Jika 29

5.3K 783 90
                                    

Second Wedding | 29

***

Bawa aku ke tempatnya? Maksudnya ke rumah tempat dia dan Pak Abhi tinggal, begitu?

“Apa maksud kamu?” Bu Riana bahkan sudah tidak sudi lagi untuk duduk berhadapan dengan Mbak Seva.

“Aku takut Mama mempengaruhinya,” jawab Mbak Seva ikut berdiri. “Mas Abhi udah jarang pulang. Mama pasti mempengaruhi Salsha buat rebut Mas Abhi dari aku. Aku yang meminta Salsha mengandung anaknya Mas Abhi, Ma. Sudah seharusnya dia tinggal sama aku, bukan sama kalian.”

“Tapi cucu di dalam perutnya juga milik Subrata. Kami nggak yakin kamu bisa menjaganya sebaik kami.” Bhakti Subrata yang dari tadi tampak tenang sudah mulai emosi.

“Aku bisa.” Tatapan Mbak Seva beralih ke arah ku yang dari tadi berdiri bingung di samping Bu Riana. “Ambil barang-barang lo, Cha,” perintahnya.

“Kamu nggak bisa seenaknya!” Bu Riana berteriak murka menyentak tangan Mbak Seva yang hendak meraihku. “Pergi atau saya suruh satpam nyeret kamu dari rumah ini.”

“Nggak!” Mbak Seva tidak menyerah.

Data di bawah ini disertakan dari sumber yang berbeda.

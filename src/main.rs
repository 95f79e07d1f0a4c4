use std::path::PathBuf;

use clap::Parser;
use pillar_master::{
    common::{DEFAULT_LOG_LEVEL, KEY_LOG_LEVEL, RawConfig, Result},
    server::Server,
};
use tracing_subscriber::EnvFilter;

#[derive(Parser)]
#[command(name = "pillar-master")]
#[command(version, about = "Pillar metadata master", long_about = None)]
struct Cli {
    /// Path to the TOML configuration file
    #[arg(short, long, default_value = "master.toml")]
    config: PathBuf,
}

#[tokio::main]
async fn main() -> Result<()> {
    let cli = Cli::parse();
    let raw = RawConfig::from_file(&cli.config)?;

    // RUST_LOG wins over the configured level
    let filter = EnvFilter::try_from_default_env().unwrap_or_else(|_| {
        EnvFilter::new(raw.get(KEY_LOG_LEVEL).unwrap_or(DEFAULT_LOG_LEVEL))
    });
    tracing_subscriber::fmt()
        .with_env_filter(filter)
        .with_target(true)
        .with_thread_ids(true)
        .with_level(true)
        .init();

    tracing::info!("loading config from {}", cli.config.display());
    let server = match Server::start(&raw).await {
        Ok(s) => s,
        Err(e) => {
            tracing::error!("master failed to start: {}", e);
            return Err(e);
        }
    };

    tokio::select! {
        _ = tokio::signal::ctrl_c() => tracing::info!("received ctrl-c"),
        _ = terminate() => tracing::info!("received SIGTERM"),
        _ = server.sync() => tracing::warn!("master stopped on its own"),
    }
    server.shutdown().await;
    Ok(())
}

#[cfg(unix)]
async fn terminate() {
    use tokio::signal::unix::{SignalKind, signal};
    match signal(SignalKind::terminate()) {
        Ok(mut s) => {
            s.recv().await;
        }
        Err(e) => {
            tracing::warn!("cannot listen for SIGTERM: {}", e);
            std::future::pending::<()>().await;
        }
    }
}

#[cfg(not(unix))]
async fn terminate() {
    std::future::pending::<()>().await;
}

Dia kembali hendak meraih tanganku dan kembali ditepis Bu Riana. “Aku yang membawa Salsha masuk ke dalam lingkup keluarga ini, jadi aku yang berhak memutuskan dia tinggal sama siapa.”

Aku terbelalak saat Mbak Seva dengan kesal mendorong tubuh Bu Riana sampai tubuhnya terdorong beberapa langkah ke belakang, aku menoleh panik, namun untungnya sudah ada Pak Bhakti yang menangkapnya.

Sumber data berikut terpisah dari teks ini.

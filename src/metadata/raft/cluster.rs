use std::time::Duration;

use tokio::sync::watch;

/// Role and leadership of the local replica as last reported by raft.
#[derive(Debug, Clone, Copy, Default, PartialEq, Eq)]
pub struct RaftStatus {
    pub leader_id: u64,
    pub term: u64,
    pub is_leader: bool,
}

/// Published by the raft loop, read by partition handles.
pub struct RaftClusterState {
    node_id: u64,
    tx: watch::Sender<RaftStatus>,
}

impl RaftClusterState {
    pub fn new(node_id: u64) -> Self {
        let (tx, _) = watch::channel(RaftStatus::default());
        Self { node_id, tx }
    }

    pub fn node_id(&self) -> u64 {
        self.node_id
    }

    pub fn set(&self, leader_id: u64, term: u64) {
        let status = RaftStatus {
            leader_id,
            term,
            is_leader: leader_id != 0 && leader_id == self.node_id,
        };
        self.tx.send_if_modified(|cur| {
            if *cur == status {
                return false;
            }
            *cur = status;
            true
        });
    }

    pub fn get(&self) -> RaftStatus {
        *self.tx.borrow()
    }

    pub fn is_leader(&self) -> bool {
        self.get().is_leader
    }

    /// Wait until some replica is known to lead; `false` on timeout.
    pub async fn wait_for_leader(&self, timeout: Duration) -> bool {
        let mut rx = self.tx.subscribe();
        let led = matches!(
            tokio::time::timeout(timeout, rx.wait_for(|s| s.leader_id != 0)).await,
            Ok(Ok(_))
        );
        led
    }
}

#[cfg(test)]
mod tests {
    use super::*;

    #[tokio::test]
    async fn test_wait_for_leader_times_out_then_succeeds() {
        let state = std::sync::Arc::new(RaftClusterState::new(2));
        assert!(!state.wait_for_leader(Duration::from_millis(20)).await);

        let waiter = {
            let state = state.clone();
            tokio::spawn(async move { state.wait_for_leader(Duration::from_secs(5)).await })
        };
        state.set(3, 7);
        assert!(waiter.await.unwrap());
        assert_eq!(
            state.get(),
            RaftStatus {
                leader_id: 3,
                term: 7,
                is_leader: false
            }
        );
        state.set(2, 8);
        assert!(state.is_leader());
    }
}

Kesempatan itu digunakan Mbak Seva untuk menarik lenganku. Aku meronta karena ditarik dan diseret seenaknya.

“Mbak, lo bisa ngomong baik-baik dulu sama Bu Riana kan, Mbak?” kataku sambil menahan langkah.

Mbak Seva yang merasakan keenggananku mengikutinya segera menoleh dengan marah. Aku bahkan terkejut saat menemukan wajahnya yang biasa lembut memerah menahan murka. “Kenapa? Riana Subrata udah berhasil mempengaruhi lo? Lo udah merasa diterima di sini? Gue nggak peduli, apapun yang terjadi, lo harus ikut gue.”

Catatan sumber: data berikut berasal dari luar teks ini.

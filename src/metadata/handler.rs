//! Extension points through which domain logic plugs into the state machine.
//!
//! Each capability is installed once, before the state machine is restored;
//! the state machine rejects a second registration for the same capability.

use crate::common::Result;
use crate::master::MetaCmd;

/// A single store mutation produced by a command.
#[derive(Debug, Clone, PartialEq, Eq)]
pub enum Mutation {
    Put { key: Vec<u8>, value: Vec<u8> },
    Delete { key: Vec<u8> },
}

impl Mutation {
    pub fn put(key: impl Into<Vec<u8>>, value: impl Into<Vec<u8>>) -> Self {
        Mutation::Put {
            key: key.into(),
            value: value.into(),
        }
    }

    pub fn delete(key: impl Into<Vec<u8>>) -> Self {
        Mutation::Delete { key: key.into() }
    }
}

/// What a command handler wants persisted, plus the reply for the proposer.
#[derive(Debug, Clone, Default, PartialEq, Eq)]
pub struct CommandOutput {
    pub mutations: Vec<Mutation>,
    pub response: Vec<u8>,
}

/// Read-only view of committed metadata.
pub trait StoreReader {
    fn get(&self, key: &[u8]) -> Result<Option<Vec<u8>>>;
    fn scan_prefix(&self, prefix: &[u8]) -> Result<Vec<(Vec<u8>, Vec<u8>)>>;
}

/// Interprets committed commands.
///
/// Must be deterministic: the output may depend only on `cmd` and `store`.
pub trait CommandHandler: Send + Sync {
    fn handle(&self, cmd: &MetaCmd, store: &dyn StoreReader) -> Result<CommandOutput>;
}

/// Leadership as reported by the consensus layer. `leader_id == 0` means no
/// leader is currently known.
#[derive(Debug, Clone, Copy, PartialEq, Eq)]
pub struct LeaderChange {
    pub leader_id: u64,
    pub term: u64,
}

pub trait LeaderChangeHandler: Send + Sync {
    fn on_leader_change(&self, change: LeaderChange);
}

#[derive(Debug, Clone, Copy, PartialEq, Eq)]
pub enum PeerChangeKind {
    Add,
    Remove,
}

#[derive(Debug, Clone, PartialEq, Eq)]
pub struct PeerChange {
    pub kind: PeerChangeKind,
    pub id: u64,
    /// Management address carried in the membership entry (may be empty on remove).
    pub addr: String,
}

pub trait PeerChangeHandler: Send + Sync {
    fn on_peer_change(&self, change: &PeerChange);
}

/// Invoked after a follower replaced its store from a leader snapshot.
pub trait SnapshotAppliedHandler: Send + Sync {
    fn on_snapshot_applied(&self, applied_index: u64);
}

Dia kembali menarik ku sekuat tenaga. Dan aku meronta lagi minta di lepaskan. “Mbak, tolong jangan gini ....”

Dia berhasil menyeretku sampai pintu depan sebelum sebuah suara terdengar dari belakang.

“Sena Ardito, tiga puluh lima tahun, Bandung. Saya akan langsung mengirimkan alamat rumahmu ke dia seandainya kamu nggak melepaskan Salsha saat ini juga,” ujar Pak Edwyn yang entah sejak kapan sudah bersidekap di belakangku.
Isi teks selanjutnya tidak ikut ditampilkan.